(Beginning of DATA RECORDS)
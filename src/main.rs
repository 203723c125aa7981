use clap::Parser;
use tracing_subscriber::EnvFilter;

use campaign_api_rust::config;
use campaign_api_rust::database::DatabaseManager;
use campaign_api_rust::handlers::{router, AppState};

#[derive(Parser, Debug)]
#[command(name = "campaign-api-rust")]
#[command(about = "Campaign / ad group API server")]
#[command(version)]
struct ServerArgs {
    #[arg(long, env = "CAMPAIGN_API_PORT", default_value_t = 3000)]
    port: u16,

    #[arg(long, env = "CAMPAIGN_API_BIND", default_value = "0.0.0.0")]
    bind: String,
}

#[tokio::main]
async fn main() -> anyhow::Result<()> {
    // Load .env if present so cargo run picks up DATABASE_URL, APP_ENV, etc.
    let _ = dotenvy::dotenv();

    tracing_subscriber::fmt()
        .with_env_filter(EnvFilter::try_from_default_env().unwrap_or_else(|_| EnvFilter::new("info")))
        .init();

    let args = ServerArgs::parse();

    // Initialize configuration (this loads the config singleton)
    let config = config::config();
    tracing::info!("Starting campaign API in {:?} mode", config.environment);
    if config.security.enable_auth && config.security.jwt_secret.is_empty() {
        anyhow::bail!("security.enable_auth is set but JWT_SECRET is empty");
    }

    let pool = DatabaseManager::connect().await?;
    if config.database.run_migrations {
        DatabaseManager::migrate(&pool).await?;
    }

    let app = router(AppState::new(pool.clone(), config));

    let bind_addr = format!("{}:{}", args.bind, args.port);
    let listener = tokio::net::TcpListener::bind(&bind_addr).await?;
    tracing::info!("Campaign API listening on http://{}", bind_addr);

    axum::serve(listener, app)
        .with_graceful_shutdown(shutdown_signal())
        .await?;

    DatabaseManager::close(&pool).await;
    Ok(())
}

async fn shutdown_signal() {
    if let Err(e) = tokio::signal::ctrl_c().await {
        tracing::error!("Failed to listen for shutdown signal: {}", e);
    }
    tracing::info!("Shutdown signal received");
}
use thiserror::Error;

use crate::database::manager::DatabaseError;

#[derive(Error, Debug)]
pub enum FetchError {
    #[error("Unsupported operator: {0}")]
    UnsupportedOperator(String),

    #[error("Invalid filters: {0}")]
    InvalidFilters(#[from] serde_json::Error),

    #[error("Invalid limit: {0}")]
    InvalidLimit(String),

    #[error("Fetch execution failed: {0}")]
    Execution(#[from] DatabaseError),
}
(End of DATA RECORDS)
• _PROBLEM DESCRIPTION_
Write the entries out again, exactly and completely.

• _RESPONSE BOX_
filename src/main.rs
repository 203723c125aa7981
use clap::Parser;
use tracing_subscriber::EnvFilter;

use campaign_api_rust::config;
use campaign_api_rust::database::DatabaseManager;
use campaign_api_rust::handlers::{router, AppState};

#[derive(Parser, Debug)]
#[command(name = "campaign-api-rust")]
#[command(about = "Campaign / ad group API server")]
#[command(version)]
struct ServerArgs {
    #[arg(long, env = "CAMPAIGN_API_PORT", default_value_t = 3000)]
    port: u16,

    #[arg(long, env = "CAMPAIGN_API_BIND", default_value = "0.0.0.0")]
    bind: String,
}

#[tokio::main]
async fn main() -> anyhow::Result<()> {
    // Load .env if present so cargo run picks up DATABASE_URL, APP_ENV, etc.
    let _ = dotenvy::dotenv();

    tracing_subscriber::fmt()
        .with_env_filter(EnvFilter::try_from_default_env().unwrap_or_else(|_| EnvFilter::new("info")))
        .init();

    let args = ServerArgs::parse();

    // Initialize configuration (this loads the config singleton)
    let config = config::config();
    tracing::info!("Starting campaign API in {:?} mode", config.environment);
    if config.security.enable_auth && config.security.jwt_secret.is_empty() {
        anyhow::bail!("security.enable_auth is set but JWT_SECRET is empty");
    }

    let pool = DatabaseManager::connect().await?;
    if config.database.run_migrations {
        DatabaseManager::migrate(&pool).await?;
    }

    let app = router(AppState::new(pool.clone(), config));

    let bind_addr = format!("{}:{}", args.bind, args.port);
    let listener = tokio::net::TcpListener::bind(&bind_addr).await?;
    tracing::info!("Campaign API listening on http://{}", bind_addr);

    axum::serve(listener, app)
        .with_graceful_shutdown(shutdown_signal())
        .await?;

    DatabaseManager::close(&pool).await;
    Ok(())
}

async fn shutdown_signal() {
    if let Err(e) = tokio::signal::ctrl_c().await {
        tracing::error!("Failed to listen for shutdown signal: {}", e);
    }
    tracing::info!("Shutdown signal received");
}
use thiserror::Error;

use crate::database::manager::DatabaseError;

#[derive(Error, Debug)]
pub enum FetchError {
    #[error("Unsupported operator: {0}")]
    UnsupportedOperator(String),

    #[error("Invalid filters: {0}")]
    InvalidFilters(#[from] serde_json::Error),

    #[error("Invalid limit: {0}")]
    InvalidLimit(String),

    #[error("Fetch execution failed: {0}")]
    Execution(#[from] DatabaseError),
}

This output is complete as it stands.